Create a Project Directory

mkdir rag_chatbot
cd rag_chatbot

Create a Virtual Environment (for Windows)

python -m venv .venv
.\.venv\Scripts\activate

For macOS/Linux, use:

source .venv/bin/activate

Install Required Packages

pip install openai python-dotenv requests

Create a .env File

Create a .env file in the root directory and add your API key:

API_KEY_GEMINI = "your_api_key"

You can get a free Gemini API key from: https://aistudio.google.com/apikey


2. Writing the Agent Code with Chain-of-Thought Prompting

Now, let's break down the agent code into clear parts and explain what each does.

Step 1: Import Required Libraries

create a file simple_agent.py

import these packages

import json
import requests
from openai import OpenAI
from dotenv import load_dotenv
import os
  • json and requests help us handle HTTP requests and responses.

  • OpenAI is the official client used to access Gemini through its OpenAI-compatible API.

  • dotenv is used to load environment variables like the API key.


Step 2: Load Environment Variables

load_dotenv()

This loads the .env file into your environment so we can use os.getenv.


Step 3: Initialize the API Client

client = OpenAI(
    api_key=os.getenv('API_KEY_GEMINI'),
    base_url="https://generativelanguage.googleapis.com/v1beta/openai/"
)

We configure the OpenAI client to work with the Gemini-compatible API from Google.


Step 4: Define Tools

This is our simulated "tool" the agent can use to get weather information.

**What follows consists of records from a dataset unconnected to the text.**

//! Resource loader: fetch a URL and hand back its base64 payload.
//!
//! The placeholder/cache-bust policy is a plain value carried by each loader
//! instance, built from one capture's options. Two captures never share it.

use crate::error::{Error, Result};
use crate::fetch::ResourceFetcher;
use crate::util;
use base64::Engine as Base64Engine;
use futures::future::BoxFuture;
use std::sync::Arc;
use std::time::Duration;

/// Fixed ceiling for one resource fetch
pub const FETCH_TIMEOUT_MS: u64 = 30_000;

/// Per-capture resource policy
#[derive(Debug, Clone, Default, PartialEq)]
pub struct LoadPolicy {
    /// Data URL whose payload replaces resources that fail to load
    pub image_placeholder: Option<String>,
    /// Append a timestamp query parameter to every fetched URL
    pub cache_bust: bool,
    /// Fail instead of degrading to an empty payload when no placeholder is set
    pub strict: bool,
}

impl LoadPolicy {
    fn placeholder_payload(&self) -> Option<&str> {
        self.image_placeholder.as_deref().and_then(util::data_url_payload)
    }
}

/// Anything that can turn a URL into a base64 payload.
///
/// The inliner is written against this trait so callers may substitute
/// their own resolution (caches, fixtures) for [`ResourceLoader`].
pub trait Loader: Send + Sync {
    fn load<'a>(&'a self, url: &'a str) -> BoxFuture<'a, Result<String>>;
}

impl<T: Loader + ?Sized> Loader for Arc<T> {
    fn load<'a>(&'a self, url: &'a str) -> BoxFuture<'a, Result<String>> {
        (**self).load(url)
    }
}

/// Default loader: fetch with timeout, base64-encode, fall back per policy
pub struct ResourceLoader {
    fetcher: Arc<dyn ResourceFetcher>,
    policy: LoadPolicy,
    timeout: Duration,
}

impl ResourceLoader {
    pub fn new(fetcher: Arc<dyn ResourceFetcher>, policy: LoadPolicy) -> Self {
        Self {
            fetcher,
            policy,
            timeout: Duration::from_millis(FETCH_TIMEOUT_MS),
        }
    }

    pub fn with_timeout(mut self, timeout: Duration) -> Self {
        self.timeout = timeout;
        self
    }

    pub fn policy(&self) -> &LoadPolicy {
        &self.policy
    }

    /// Fetch `url` and return its base64 payload (no `data:` prefix)
    pub async fn load_url(&self, url: &str) -> Result<String> {
        let url = if self.policy.cache_bust {
            util::cache_bust(url)
        } else {
            url.to_string()
        };

        log::debug!("fetching resource {}", url);
        match tokio::time::timeout(self.timeout, self.fetcher.fetch(&url)).await {
            Ok(Ok(resp)) if resp.status == 200 => {
                Ok(base64::engine::general_purpose::STANDARD.encode(&resp.body))
            }
            Ok(Ok(resp)) => self.fallback(&url, format!("status: {}", resp.status)),
            Ok(Err(Error::Timeout(ms))) => {
                self.fallback(&url, format!("timeout of {}ms occured", ms))
            }
            Ok(Err(e)) => self.fallback(&url, e.to_string()),
            Err(_) => self.fallback(
                &url,
                format!("timeout of {}ms occured", self.timeout.as_millis()),
            ),
        }
    }

    fn fallback(&self, url: &str, reason: String) -> Result<String> {
        if let Some(placeholder) = self.policy.placeholder_payload() {
            log::debug!("using placeholder for {} ({})", url, reason);
            return Ok(placeholder.to_string());
        }

        let err = Error::ResourceFetch {
            url: url.to_string(),
            reason,
        };
        if self.policy.strict {
            return Err(err);
        }
        // Without a placeholder the embed degrades to an empty payload
        log::error!("{}", err);
        Ok(String::new())
    }
}

impl Loader for ResourceLoader {
    fn load<'a>(&'a self, url: &'a str) -> BoxFuture<'a, Result<String>> {
        Box::pin(self.load_url(url))
    }
}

def get_weather(city: str):
    url = f"https://wttr.in/{city}?format=%C+%t"
    response = requests.get(url)

    if response.status_code == 200:
        return f"The weather in {city} is {response.text}."
    return "Something went wrong"

We also create a tool registry:

avaiable_tools = {
    "get_weather": {
        "fn": get_weather,
        "description": "Takes a city name as an input and returns the current weather for the city"
    }
}

This allows our agent to "know" which tools are available and how to use them.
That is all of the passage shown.